As debate swirls about future funding for California’s $3.7 million a year Controlled Substance Utilization Review and Evaluation System (CURES), a new California Workers’ Compensation Institute study asserts that allowing 3rd party payer access to CURES would improve quality of care and strengthen utilization and cost control over opioid prescriptions dispensed to injured workers, which for accident year 2011 claims alone would cut California workers’ compensation claim costs by an estimated $57.2 million
Excessive use of prescription painkillers has become a nationwide public health problem, and a huge cost driver in California workers’ compensation, where highly addictive “Schedule-II” narcotics such as oxycontin and fentanyl have been widely used, even for relatively minor sprain and strain injuries. In 2011, the Division of Workers’ Compensation adopted chronic pain management guidelines to help control the use of these drugs to treat injured workers, but they have continued to account for a growing proportion of workers’ compensation prescriptions. One tool California does have to combat prescription drug abuse is CURES, its 3-year old electronic prescription monitoring program run by the Department of Justice. CURES allows doctors, pharmacists and law enforcement to track the prescription history of patients receiving opioids to identify fraud and abuse patterns. Many workers’ compensation stakeholders assert that access to CURES data, coupled with enhanced medical cost containment strategies (including pharmacy benefit managers, medical provider network monitoring and utilization review) could significantly reduce inappropriate opioid prescriptions dispensed to injured workers. However, since a $70 million cut in the Department of Justice budget was announced in late 2011, the state has struggled to come up with the $3.7 million a year needed to fund CURES.
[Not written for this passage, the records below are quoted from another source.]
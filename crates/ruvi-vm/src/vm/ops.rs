// SPDX-License-Identifier: GPL-3.0-or-later
// Copyright 2026 The Ruvi Authors

//! Opcode implementations beyond simple loads.
//!
//! Calling convention: a SEND at window slot `a` makes `base + a` the
//! callee's window base, so the receiver becomes the callee's `self`,
//! arguments sit at `base + a + 1 ..`, and the return value lands back
//! in the caller's slot `a`.

use super::frames::{clear_window, current_class, set_reg, set_reg_abs, take_reg};
use super::{BuiltinRet, Env, Flow, VmErr};
use crate::builtins;
use crate::class::{self, MethodBody};
use crate::console::Console;
use crate::loader::{Irep, Literal};
use crate::memory::Memory;
use crate::platform::Platform;
use crate::symbol::SymId;
use crate::task::{MAX_REGS, CallInfo, Task};
use crate::types::Addr;
use crate::value::{self, HeapProc, Value};
use ruvi_rite::op;

// --- Literals and variables ---

/// Decode literal `n`; strings materialize fresh on every load.
pub fn load_literal<M: Memory, C: Console, P: Platform>(
    task: &mut Task,
    env: &mut Env<'_, M, C, P>,
    ir: &Irep,
    n: usize,
) -> Result<Value, VmErr> {
    match ir.literal(env.mem, n) {
        Some(Literal::Str { at, len }) => {
            value::string_new_from_pool(env.pool, env.mem, task.id, at, len)
                .ok_or(VmErr::NoMemory)
        }
        Some(Literal::Int(n)) => Ok(Value::int(n)),
        Some(Literal::Float(x)) => Ok(Value::float(x)),
        None => Err(VmErr::Internal("bad literal index")),
    }
}

/// `GETIV`: read an ivar of `self`.
pub fn getiv<M: Memory, C: Console, P: Platform>(
    task: &mut Task,
    env: &mut Env<'_, M, C, P>,
    sym: SymId,
) -> Value {
    match task.regs[task.base as usize] {
        Value::Object(addr) => value::ivar_get(env.mem, addr, sym),
        _ => Value::Nil,
    }
}

/// `SETIV`: write an ivar of `self`.
pub fn setiv<M: Memory, C: Console, P: Platform>(
    task: &mut Task,
    env: &mut Env<'_, M, C, P>,
    sym: SymId,
    a: u8,
) -> Result<(), VmErr> {
    let v = task.regs[task.base as usize + a as usize];
    match task.regs[task.base as usize] {
        Value::Object(addr) => {
            value::incref(env.mem, v);
            value::ivar_set(env.pool, env.mem, addr, sym, v).ok_or(VmErr::NoMemory)
        }
        _ => Err(VmErr::Type("instance variable outside an object")),
    }
}

/// `GETCV`: read a class variable of the current class.
pub fn getcv<M: Memory, C: Console, P: Platform>(
    task: &mut Task,
    env: &mut Env<'_, M, C, P>,
    sym: SymId,
) -> Value {
    let cls = current_class(task, env);
    let kv = class::class_cvars(env.mem, cls);
    match value::kv_get(env.mem, kv, sym) {
        Some(v) => {
            value::incref(env.mem, v);
            v
        }
        None => Value::Nil,
    }
}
Using data from prior studies and CWCI’s Industry Claims Information System database, authors Alex Swedlow and John Ireland estimate that 23 percent of the 500,000 California job injury claims in accident year 2011 involved opioid prescriptions. Though the Institute projects that access to CURES would generate no savings on the 41 percent of workers’ compensation opioid claims involving a single prescription, potential savings from reduced medical and indemnity payments on the 59 percent of the opioid claims involving multiple prescriptions would range between 3 to 7 percent – or $57.2 million on the accident year 2011 claims.
Debate over the funding of CURES continues, as Attorney General Kamala Harris this week urged Governor Brown to restore funding for the program in light of the state’s improving budget picture. In the meantime, the Institute has released its analysis in a white paper, “Estimated Savings from Enhanced Opioid Management Controls Through Third Party Payer Access to CURES.” The white paper is available in the Research section of the Institute’s website, www.cwci.org.